TASK STATEMENT:
Begin at the line below that has "pub fn with_derivative(mut" and stop after the line that has "pub fn with_print_unit(mut". Please restate only those lines, word for word.

DATA FOR ANALYSIS:

Segment Open

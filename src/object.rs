//! Exchange objects: the host-side components multiplexed onto a building.
use serde_json::{Map, Value};

use crate::{arena::Index, signal::SignalId, signal::SignalSpec};

/// Kind of an exchange object. The kind decides under which key the object appears in the
/// canonical building description and whether duplicate declarations are rejected.
#[derive(Debug, Clone, Copy, PartialEq, Eq, PartialOrd, Ord, Hash)]
pub enum ObjectKind {
    ThermalZone,
    Schedule,
    Actuator,
    OutputVariable,
    Surface,
    DetailedSurface,
}

impl ObjectKind {
    /// All kinds, in the order they appear in the canonical description.
    pub const ALL: [ObjectKind; 6] = [
        ObjectKind::ThermalZone,
        ObjectKind::Schedule,
        ObjectKind::Actuator,
        ObjectKind::OutputVariable,
        ObjectKind::Surface,
        ObjectKind::DetailedSurface,
    ];

    /// Key of the array holding objects of this kind in the canonical description.
    pub fn description_key(self) -> &'static str {
        match self {
            ObjectKind::ThermalZone => "zones",
            ObjectKind::Schedule => "schedules",
            ObjectKind::Actuator => "emsActuators",
            ObjectKind::OutputVariable => "outputVariables",
            ObjectKind::Surface => "zoneSurfaces",
            ObjectKind::DetailedSurface => "buildingSurfaceDetailed",
        }
    }

    /// Whether two objects of this kind with identical key/values are a declaration error.
    /// Output variables may be read by any number of objects.
    pub fn is_exclusive(self) -> bool {
        matches!(
            self,
            ObjectKind::ThermalZone | ObjectKind::Schedule | ObjectKind::Actuator
        )
    }
}

impl std::fmt::Display for ObjectKind {
    fn fmt(&self, f: &mut std::fmt::Formatter<'_>) -> std::fmt::Result {
        let name = match self {
            ObjectKind::ThermalZone => "thermal zone",
            ObjectKind::Schedule => "schedule",
            ObjectKind::Actuator => "actuator",
            ObjectKind::OutputVariable => "output variable",
            ObjectKind::Surface => "surface",
            ObjectKind::DetailedSurface => "detailed surface",
        };
        write!(f, "{name}")
    }
}

/// Finite-difference derivative `d output / d input` requested by an object, as indices into
/// its output and input lists.
#[derive(Debug, Clone, Copy, PartialEq)]
pub struct Derivative {
    pub output: usize,
    pub input: usize,
    /// Perturbation applied to the input, in SI units. Must be non-zero.
    pub delta: f64,
}

/// Host request to allocate an exchange object.
#[derive(Debug, Clone, PartialEq)]
pub struct ObjectSpec {
    /// Host-side name, stable across calls. Allocating the same name and kind again returns the
    /// existing object.
    pub name: String,
    pub kind: ObjectKind,
    /// Name of the object inside the building model; prefixes its signal names.
    pub engine_name: String,
    /// Key/values describing the object in the canonical building description.
    pub key_values: Map<String, Value>,
    pub parameters: Vec<SignalSpec>,
    pub inputs: Vec<SignalSpec>,
    pub outputs: Vec<SignalSpec>,
    pub derivatives: Vec<Derivative>,
    /// Report the units of the outputs once, on the first exchange.
    pub print_unit: bool,
}

impl ObjectSpec {
    pub fn new(name: impl Into<String>, kind: ObjectKind, engine_name: impl Into<String>) -> Self {
        let engine_name = engine_name.into();
        let mut key_values = Map::new();
        key_values.insert("name".to_owned(), Value::String(engine_name.clone()));
        Self {
            name: name.into(),
            kind,
            engine_name,
            key_values,
            parameters: Vec::new(),
            inputs: Vec::new(),
            outputs: Vec::new(),
            derivatives: Vec::new(),
            print_unit: false,
        }
    }

    /// Set a key/value of the description entry, replacing an earlier one with the same key.
    pub fn with_key_value(mut self, key: impl Into<String>, value: impl Into<Value>) -> Self {
        self.key_values.insert(key.into(), value.into());
        self
    }

    pub fn with_parameters(mut self, parameters: impl IntoIterator<Item = SignalSpec>) -> Self {
        self.parameters.extend(parameters);
        self
    }

    pub fn with_inputs(mut self, inputs: impl IntoIterator<Item = SignalSpec>) -> Self {
        self.inputs.extend(inputs);
        self
    }

    pub fn with_outputs(mut self, outputs: impl IntoIterator<Item = SignalSpec>) -> Self {
        self.outputs.extend(outputs);
        self
    }

    pub fn with_derivative(mut self, output: usize, input: usize, delta: f64) -> Self {
        self.derivatives.push(Derivative {
            output,
            input,
            delta,
        });
        self
    }

    pub fn with_print_unit(mut self, print_unit: bool) -> Self {
        self.print_unit = print_unit;
        self
    }

    /// Check the request on its own, before it is matched against a building.
    pub(crate) fn validate(&self) -> Result<(), String> {
        if self.name.is_empty() {
            return Err("object name must not be empty".to_owned());
        }
        for derivative in &self.derivatives {
            if derivative.output >= self.outputs.len() || derivative.input >= self.inputs.len() {
                return Err(format!(
                    "derivative d y[{}] / d u[{}] of '{}' refers to an undeclared signal",
                    derivative.output, derivative.input, self.name
                ));
            }
            if derivative.delta == 0.0 || !derivative.delta.is_finite() {
                return Err(format!(
                    "derivative d y[{}] / d u[{}] of '{}' needs a finite, non-zero increment",
                    derivative.output, derivative.input, self.name
                ));
            }
        }
        Ok(())
    }
}

/// An allocated exchange object.
#[derive(Debug)]
pub struct ExchangeObject {
    pub(crate) name: String,
    pub(crate) kind: ObjectKind,
    pub(crate) engine_name: String,
    pub(crate) key_values: Map<String, Value>,
    /// Owning building. Weak: the building may already be gone.
    pub(crate) building: Index,
    pub(crate) parameters: Vec<SignalId>,
    pub(crate) inputs: Vec<SignalId>,
    pub(crate) outputs: Vec<SignalId>,
    pub(crate) derivatives: Vec<Derivative>,
    pub(crate) print_unit: bool,
    pub(crate) parameter_values: Vec<f64>,
    pub(crate) instantiated: bool,
    /// Set by the object's first initial exchange.
    pub(crate) initialized: bool,
    /// Outstanding allocations; the object is released when this reaches zero.
    pub(crate) allocations: usize,
}

impl ExchangeObject {
    pub fn name(&self) -> &str {
        &self.name
    }

    pub fn kind(&self) -> ObjectKind {
        self.kind
    }

    pub fn engine_name(&self) -> &str {
        &self.engine_name
    }

    pub fn key_values(&self) -> &Map<String, Value> {
        &self.key_values
    }

    pub fn parameters(&self) -> &[SignalId] {
        &self.parameters
    }

    pub fn inputs(&self) -> &[SignalId] {
        &self.inputs
    }

    pub fn outputs(&self) -> &[SignalId] {
        &self.outputs
    }

    /// Parameter values read at instantiation, in SI units.
    pub fn parameter_values(&self) -> &[f64] {
        &self.parameter_values
    }

    pub fn is_instantiated(&self) -> bool {
        self.instantiated
    }

    pub fn is_initialized(&self) -> bool {
        self.initialized
    }

    pub fn allocations(&self) -> usize {
        self.allocations
    }
}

Segment Closed

ANSWER:
    pub fn with_derivative(mut self, output: usize, input: usize, delta: f64) -> Self {
        self.derivatives.push(Derivative {
            output,
            input,
            delta,
        });
        self
    }

    pub fn with_print_unit(mut self, print_unit: bool) -> Self {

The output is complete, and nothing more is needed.